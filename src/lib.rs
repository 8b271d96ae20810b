/// argosy: DAG workflow orchestration engine
///
/// This library provides the workflow engine: the reconcile pass and node state
/// machine, the status packer, the workflow archive and the cron trigger
/// scheduler, plus the HTTP API and server wiring around them.

// Core configuration and setup
pub mod config;

// Error taxonomy shared by every layer
pub mod error;

// Workflow resources - types, validation, storage, packing and submission
pub mod workflow;

// Relational backing store - archive and offloaded node status
pub mod persist;

// Runtime - engine, task backends, controller and cron scheduler
pub mod runtime;

// HTTP API layer - REST endpoints for workflows, cron workflows and the archive
pub mod api;

// Server setup and initialization
pub mod server;

// Re-export commonly used types for external consumers
pub use error::{EngineError, Result};
pub use server::start_server;
pub use workflow::{CronWorkflow, Workflow, WorkflowPhase};
impl<'a> Pass<'a> {
    fn template(&self, name: &str) -> Result<&'a Template> {
        let spec: &'a WorkflowSpec = self.spec;
        spec.templates
            .iter()
            .find(|t| t.name == name)
            .ok_or_else(|| EngineError::Validation(format!("template '{}' not found", name)))
    }

    fn requeue(&mut self, after: chrono::Duration) {
        self.requeue_after = Some(match self.requeue_after {
            Some(existing) => existing.min(after),
            None => after,
        });
    }

    fn take_budget(&mut self) -> bool {
        match self.budget {
            None => true,
            Some(0) => false,
            Some(n) => {
                self.budget = Some(n - 1);
                true
            }
        }
    }

    /// Create the node if it does not exist yet; returns its ID
    #[allow(clippy::too_many_arguments)]
    fn ensure_node(
        &mut self,
        name: &str,
        display: &str,
        node_type: NodeType,
        template: &str,
        boundary: Option<&str>,
        parent: Option<&str>,
        phase: NodePhase,
    ) -> String {
        let id = node_id(self.workflow, name);
        if !self.nodes.contains_key(&id) {
            let node = NodeStatus::new(
                self.workflow,
                name.to_string(),
                display.to_string(),
                node_type,
                template.to_string(),
                boundary.map(str::to_string),
                phase,
                self.now,
            );
            tracing::debug!("➕ Node '{}' created ({:?}, {})", name, node_type, phase);
            self.nodes.insert(id.clone(), node);
            self.changed = true;
            if let Some(parent) = parent.and_then(|p| self.nodes.get_mut(p)) {
                if !parent.children.contains(&id) {
                    parent.children.push(id.clone());
                }
            }
        }
        id
    }

    fn set_phase(&mut self, id: &str, phase: NodePhase, message: Option<String>) -> Result<()> {
        let node = self
            .nodes
            .get_mut(id)
            .ok_or_else(|| EngineError::Infrastructure(format!("node {} vanished mid-pass", id)))?;
        if node.transition(phase, message, self.now).map_err(transition_error)? {
            self.changed = true;
            tracing::info!("🔁 Node '{}' {}", node.name, phase);
        }
        Ok(())
    }

    fn phase_of(&self, id: &str) -> NodePhase {
        self.nodes.get(id).map(|n| n.phase).unwrap_or_default()
    }

    fn execute(
        &mut self,
        name: &str,
        display: &str,
        template: &'a Template,
        boundary: Option<&str>,
        parent: Option<&str>,
    ) -> Result<NodePhase> {
        match &template.retry_strategy {
            Some(strategy) => self.execute_retry(name, display, template, strategy, boundary, parent),
            None => self.execute_body(name, display, template, boundary, parent),
        }
    }

    fn execute_body(
        &mut self,
        name: &str,
        display: &str,
        template: &'a Template,
        boundary: Option<&str>,
        parent: Option<&str>,
    ) -> Result<NodePhase> {
        match &template.body {
            TemplateBody::Container(container) => {
                Ok(self.execute_pod(name, display, template, container, boundary, parent))
            }
            TemplateBody::Dag(dag) => self.execute_dag(name, display, template, dag, boundary, parent),
        }
    }

    fn execute_pod(
        &mut self,
        name: &str,
        display: &str,
        template: &Template,
        container: &ContainerSpec,
        boundary: Option<&str>,
        parent: Option<&str>,
    ) -> NodePhase {
        let id = self.ensure_node(name, display, NodeType::Pod, &template.name, boundary, parent, NodePhase::Pending);
        let waiting = self
            .nodes
            .get(&id)
            .map(|n| n.phase == NodePhase::Pending && n.task_ref.is_none())
            .unwrap_or(false);
        let queued = self.dispatches.iter().any(|r| r.node_id == id);

        if waiting && !queued && self.take_budget() {
            self.dispatches.push(TaskRequest {
                namespace: self.namespace.to_string(),
                workflow: self.workflow.to_string(),
                node_id: id.clone(),
                node_name: name.to_string(),
                container: container.clone(),
            });
        }
        self.phase_of(&id)
    }

    #[allow(clippy::too_many_arguments)]
    fn execute_dag(
        &mut self,
        name: &str,
        display: &str,
        template: &Template,
        dag: &'a DagTemplate,
        boundary: Option<&str>,
        parent: Option<&str>,
    ) -> Result<NodePhase> {
        let id = self.ensure_node(name, display, NodeType::Dag, &template.name, boundary, parent, NodePhase::Running);
        let phase = self.phase_of(&id);
        if phase.is_terminal() {
            return Ok(phase);
        }

        let workflow = self.workflow;
        let task_id = |task: &str| node_id(workflow, &format!("{}.{}", name, task));

        let mut active = dag
            .tasks
            .iter()
            .filter(|t| self.nodes.get(&task_id(&t.name)).map(|n| !n.is_terminal()).unwrap_or(false))
            .count();
        let mut failed_task = dag
            .tasks
            .iter()
            .find(|t| untolerated(t, self.phase_of(&task_id(&t.name))))
            .map(|t| t.name.clone());

        for task in &dag.tasks {
            let task_name = format!("{}.{}", name, task.name);
            let tid = node_id(self.workflow, &task_name);
            let task_template = self.template(&task.template)?;

            if let Some(existing) = self.nodes.get(&tid) {
                if existing.is_terminal() {
                    continue;
                }
                let phase = self.execute(&task_name, &task.name, task_template, Some(&id), Some(&id))?;
                if phase.is_terminal() {
                    active = active.saturating_sub(1);
                    if untolerated(task, phase) && failed_task.is_none() {
                        failed_task = Some(task.name.clone());
                    }
                }
                continue;
            }

            match self.readiness(name, dag, task) {
                Readiness::Waiting => continue,
                Readiness::DependencyFailed(dep) => {
                    let message = format!("dependency '{}' did not succeed", dep);
                    self.create_terminal(&task_name, &task.name, task_template, &id, NodePhase::Skipped, message);
                    continue;
                }
                Readiness::Ready => {}
            }

            if dag.fail_fast() {
                if let Some(failed) = &failed_task {
                    let message = format!("task '{}' failed and the dag fails fast", failed);
                    self.create_terminal(&task_name, &task.name, task_template, &id, NodePhase::Skipped, message);
                    continue;
                }
            }

            if let Some(expr) = &task.when {
                let verdict = guard::evaluate(expr, |sibling| {
                    let sibling_id = node_id(self.workflow, &format!("{}.{}", name, sibling));
                    self.nodes.get(&sibling_id).map(|n| TaskFacts {
                        phase: n.phase,
                        exit_code: n.outputs.as_ref().and_then(|o| o.exit_code),
                    })
                });
                match verdict {
                    Ok(true) => {}
                    Ok(false) => {
                        let message = format!("when '{}' evaluated false", expr);
                        self.create_terminal(&task_name, &task.name, task_template, &id, NodePhase::Omitted, message);
                        continue;
                    }
                    Err(e) => {
                        let message = format!("invalid when expression: {}", e);
                        self.create_terminal(&task_name, &task.name, task_template, &id, NodePhase::Error, message);
                        if failed_task.is_none() && untolerated(task, NodePhase::Error) {
                            failed_task = Some(task.name.clone());
                        }
                        continue;
                    }
                }
            }

            if let Some(limit) = dag.parallelism {
                if active >= limit {
                    continue;
                }
            }

            let phase = self.execute(&task_name, &task.name, task_template, Some(&id), Some(&id))?;
            if !phase.is_terminal() {
                active += 1;
            } else if untolerated(task, phase) && failed_task.is_none() {
                failed_task = Some(task.name.clone());
            }
        }

        for task in dag.tasks.iter().filter(|t| !t.dependencies.is_empty()) {
            if let Some(node) = self.nodes.get_mut(&task_id(&task.name)) {
                if node.dependencies.is_empty() {
                    node.dependencies = task.dependencies.clone();
                    self.changed = true;
                }
            }
        }

        let pending = dag
            .tasks
            .iter()
            .filter(|t| !self.nodes.contains_key(&task_id(&t.name)))
            .count();
        let children: Vec<(&NodeStatus, Option<ContinueOn>)> = dag
            .tasks
            .iter()
            .filter_map(|t| self.nodes.get(&task_id(&t.name)).map(|n| (n, t.continue_on)))
            .collect();
        let aggregated = aggregate_phase(children.iter().copied(), pending);

        if aggregated.is_terminal() {
            let message = aggregated.is_failure().then(|| {
                let culprit = dag
                    .tasks
                    .iter()
                    .find(|t| untolerated(t, self.phase_of(&task_id(&t.name))))
                    .map(|t| t.name.as_str())
                    .unwrap_or("?");
                format!("child '{}.{}' failed", name, culprit)
            });
            self.set_phase(&id, aggregated, message)?;
        }
        Ok(self.phase_of(&id))
    }

    fn readiness(&self, dag_name: &str, dag: &DagTemplate, task: &DagTask) -> Readiness {
        let mut failed = None;
        for dep in &task.dependencies {
            let dep_id = node_id(self.workflow, &format!("{}.{}", dag_name, dep));
            let Some(dep_node) = self.nodes.get(&dep_id) else {
                return Readiness::Waiting;
            };
            if !dep_node.is_terminal() {
                return Readiness::Waiting;
            }
            let contained = dag
                .task(dep)
                .map(|d| !untolerated(d, dep_node.phase))
                .unwrap_or(false);
            if dep_node.phase.is_failure() && !contained && failed.is_none() {
                failed = Some(dep.clone());
            }
            // a skipped dependency means its own upstream failed
            if dep_node.phase == NodePhase::Skipped && failed.is_none() {
                failed = Some(dep.clone());
            }
        }
        match failed {
            Some(dep) => Readiness::DependencyFailed(dep),
            None => Readiness::Ready,
        }
    }

    fn create_terminal(
        &mut self,
        name: &str,
        display: &str,
        template: &Template,
        parent: &str,
        phase: NodePhase,
        message: String,
    ) {
        let node_type = match (&template.retry_strategy, &template.body) {
            (Some(_), _) => NodeType::Retry,
            (None, TemplateBody::Dag(_)) => NodeType::Dag,
            (None, TemplateBody::Container(_)) => NodeType::Pod,
        };
        let id = self.ensure_node(name, display, node_type, &template.name, Some(parent), Some(parent), phase);
        if let Some(node) = self.nodes.get_mut(&id) {
            tracing::info!("⏭️ Node '{}' {}: {}", name, phase, message);
            node.message = Some(message);
        }
    }

    #[allow(clippy::too_many_arguments)]
    fn execute_retry(
        &mut self,
        name: &str,
        display: &str,
        template: &'a Template,
        strategy: &RetryStrategy,
        boundary: Option<&str>,
        parent: Option<&str>,
    ) -> Result<NodePhase> {
        let id = self.ensure_node(name, display, NodeType::Retry, &template.name, boundary, parent, NodePhase::Running);
        if self.phase_of(&id).is_terminal() {
            return Ok(self.phase_of(&id));
        }

        let attempt_count = self.nodes.get(&id).map(|n| n.children.len()).unwrap_or(0);
        if attempt_count == 0 {
            self.start_attempt(name, display, template, boundary, &id, 0)?;
        } else if let Some(last) = self.last_attempt(&id) {
            if !last.is_terminal() {
                let (last_name, last_display) = (last.name.clone(), last.display_name.clone());
                self.execute_body(&last_name, &last_display, template, boundary, Some(&id))?;
            }
        }

        let Some(last) = self.last_attempt(&id) else {
            return Ok(self.phase_of(&id));
        };
        if !last.is_terminal() {
            return Ok(NodePhase::Running);
        }
        let (last_phase, last_finished, last_message, last_outputs) = (
            last.phase,
            last.finished_at,
            last.message.clone(),
            last.outputs.clone(),
        );
        let attempt_count = self.nodes.get(&id).map(|n| n.children.len()).unwrap_or(0);
        let retries_used = attempt_count.saturating_sub(1) as u32;

        if last_phase.is_failure()
            && strategy.retry_policy.should_retry(last_phase)
            && retries_used < strategy.limit
        {
            if let Some(backoff) = &strategy.backoff {
                let ready_at = last_finished.unwrap_or(self.now) + backoff.delay(retries_used);
                if self.now < ready_at {
                    tracing::debug!("⏳ Node '{}' backing off until {}", name, ready_at);
                    self.requeue(ready_at - self.now);
                    return Ok(NodePhase::Running);
                }
            }
            tracing::info!("🔁 Retrying node '{}' (retry {} of {})", name, retries_used + 1, strategy.limit);
            self.start_attempt(name, display, template, boundary, &id, attempt_count)?;
            return Ok(NodePhase::Running);
        }

        if let Some(node) = self.nodes.get_mut(&id) {
            node.outputs = last_outputs;
        }
        let message = if last_phase.is_failure() {
            Some(match last_message {
                Some(m) if strategy.limit > 0 => format!("No more retries left: {}", m),
                Some(m) => m,
                None => "No more retries left".to_string(),
            })
        } else {
            None
        };
        self.set_phase(&id, last_phase, message)?;
        Ok(last_phase)
    }

    fn start_attempt(
        &mut self,
        name: &str,
        display: &str,
        template: &'a Template,
        boundary: Option<&str>,
        retry_id: &str,
        attempt: usize,
    ) -> Result<NodePhase> {
        let attempt_name = format!("{}({})", name, attempt);
        let attempt_display = format!("{}({})", display, attempt);
        self.execute_body(&attempt_name, &attempt_display, template, boundary, Some(retry_id))
    }

    fn last_attempt(&self, retry_id: &str) -> Option<&NodeStatus> {
        let retry = self.nodes.get(retry_id)?;
        attempts(&*self.nodes, retry).last().copied()
    }
}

■ Problem description:
Would you please repeat exactly the lines above, starting at the line with "boundary, parent, NodePhase::Pending);" and stopping at the line with "let task_id = |task: &str|", both included?

■ Solved problem:
        let id = self.ensure_node(name, display, NodeType::Pod, &template.name, boundary, parent, NodePhase::Pending);
        let waiting = self
            .nodes
            .get(&id)
            .map(|n| n.phase == NodePhase::Pending && n.task_ref.is_none())
            .unwrap_or(false);
        let queued = self.dispatches.iter().any(|r| r.node_id == id);

        if waiting && !queued && self.take_budget() {
            self.dispatches.push(TaskRequest {
                namespace: self.namespace.to_string(),
                workflow: self.workflow.to_string(),
                node_id: id.clone(),
                node_name: name.to_string(),
                container: container.clone(),
            });
        }
        self.phase_of(&id)
    }

    #[allow(clippy::too_many_arguments)]
    fn execute_dag(
        &mut self,
        name: &str,
        display: &str,
        template: &Template,
        dag: &'a DagTemplate,
        boundary: Option<&str>,
        parent: Option<&str>,
    ) -> Result<NodePhase> {
        let id = self.ensure_node(name, display, NodeType::Dag, &template.name, boundary, parent, NodePhase::Running);
        let phase = self.phase_of(&id);
        if phase.is_terminal() {
            return Ok(phase);
        }

        let workflow = self.workflow;
        let task_id = |task: &str| node_id(workflow, &format!("{}.{}", name, task));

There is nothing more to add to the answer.